Türkiye'de merkez kalmadı. AK Parti ve MHP koalisyonu islamcı ve aşırı milliyetçi, aşırı sağın en ucuna yaslandı. O alan kapalı. O alanda yeni kurulan partiye yer yok. İYİ Parti'ye yeni alan, 80'lerdeki Özal'ın Türkiye'nin uçlara savrulma eğilimi taşıyan çoğulcu bir yerde olabilir. 

Kuruluş konuşmasına baktığımda edindiğim izlenim İYİ Parti'nin kendine islamcı ve milliyetçi alanda yer aradığı.

ANAP'ın seçmeni kentli kadın seçmendi. O seçmen bugün ağırlıkla CHP'de. İYİ Parti de bu pastadan pay alacaktır. 

Türkiye'nin hukuk devleti olması, özgürlüklerin önünün açılması gerekiyor. Türkiye'nini tek zenginlik kaynağı insan. Bizim petrolümüz yok, değerli madenler yer altından fışkırmıyor. İnsan kaynağını aktif verimli hale getirmek için hukuk devleti, çoğulcu demokrasi gerekiyor.

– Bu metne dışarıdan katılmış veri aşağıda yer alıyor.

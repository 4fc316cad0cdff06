use crate::jvm::class_file::{Attribute, AttributeLike, BootstrapMethod};
use crate::jvm::{Error, Serialize};
use crate::util::{Offset, OffsetVec, Width};
use byteorder::WriteBytesExt;
use std::borrow::{Borrow, Cow};
use std::collections::HashMap;
use std::result::Result;

/// Classfile constant pool builder
///
/// The pool is append only: constants are interned as they are first requested and keep their
/// index from then on. Only after everything referencing the pool has been built up should the
/// pool be consumed into its final [`OffsetVec`].
///
/// Since `invokedynamic` constants reference the `BootstrapMethods` attribute of the enclosing
/// class, the pool also accumulates that table (see [`ConstantsPool::get_bootstrap_method`]).
pub struct ConstantsPool {
    constants: OffsetVec<Constant>,

    utf8s: HashMap<String, Utf8ConstantIndex>,
    strings: HashMap<Utf8ConstantIndex, StringConstantIndex>,
    classes: HashMap<Utf8ConstantIndex, ClassConstantIndex>,
    integers: HashMap<i32, ConstantIndex>,
    floats: HashMap<u32, ConstantIndex>,
    longs: HashMap<i64, ConstantIndex>,
    doubles: HashMap<u64, ConstantIndex>,
    name_and_types: HashMap<(Utf8ConstantIndex, Utf8ConstantIndex), NameAndTypeConstantIndex>,
    fieldrefs: HashMap<(ClassConstantIndex, NameAndTypeConstantIndex), FieldRefConstantIndex>,
    methodrefs: HashMap<(ClassConstantIndex, NameAndTypeConstantIndex, bool), MethodRefConstantIndex>,
    method_handles: HashMap<(HandleKind, ConstantIndex), ConstantIndex>,
    method_types: HashMap<Utf8ConstantIndex, ConstantIndex>,
    invoke_dynamics: HashMap<(u16, NameAndTypeConstantIndex), InvokeDynamicConstantIndex>,

    bootstrap_methods: Vec<BootstrapMethod>,
    bootstrap_keys: HashMap<(ConstantIndex, Vec<ConstantIndex>), u16>,
}
use crate::jvm::code::SynLabel;
use crate::util::{Offset, OffsetVec, Width};
use std::collections::HashMap;

/// A method body is a linear sequence of basic blocks.
///
/// Alongside the instructions, each block records the frame at its entry. That frame is what
/// ultimately feeds the stack map table and what jump rewriting copies when it splits a block.
#[derive(Debug, Eq, PartialEq, Clone)]
pub struct BasicBlock<Frame, Insn, BrInsn> {
    /// Frame at the start of the block
    pub frame: Frame,

    /// Straight-line instructions in the block
    pub instructions: OffsetVec<Insn>,

    /// Branch instruction to close the block
    pub branch_end: BrInsn,
}

impl<Frame, Insn: Width, BrInsn: Width> Width for BasicBlock<Frame, Insn, BrInsn> {
    fn width(&self) -> usize {
        self.instructions.offset_len().0 + self.branch_end.width()
    }
}

impl<Frame, Insn: Width, BrInsn: Width> BasicBlock<Frame, Insn, BrInsn> {
    /// Given the placement order of blocks, compute the offset of every block from the start of
    /// the method.
    pub fn compute_block_offsets(
        block_layout_order: &[SynLabel],
        blocks: &HashMap<SynLabel, BasicBlock<Frame, Insn, BrInsn>>,
    ) -> HashMap<SynLabel, Offset> {
        let mut block_offsets: HashMap<SynLabel, Offset> = HashMap::new();
        let mut offset = Offset(0);
        for block_lbl in block_layout_order {
            block_offsets.insert(*block_lbl, offset);
            offset.0 += blocks[block_lbl].width();
        }
        block_offsets
    }
}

İlkelerde, öncelikler uzlaşacağız. Açık yürekliliğimizle tüm sorunları ortaya koyacağız masaya. Kürt sorunu da koyacağız. Bu uzlaşmayı yapamazsak 2019'daki belki de son seçim olacak. Demokrasi adına elimizde seçimler kalmıştı. YSK kararıyla o da yara aldı. Son derece adaletsiz koşullarda gidildi referanduma buna rağmen yüzde 50 çıktı. Sandığın öneminin kalmadığını hissettiren belediye başkanlarının istifasının alınma süreçleri var. Milli irade olmadığını, saygı duyulmadığını öğrendik. Anayasa değişikliği 2 maddesi hariç yürürlüğe girmedi ama girmiş gibi uygulanıyor. Bu fiili durum yaratıp anayasayı yok saymaktır. 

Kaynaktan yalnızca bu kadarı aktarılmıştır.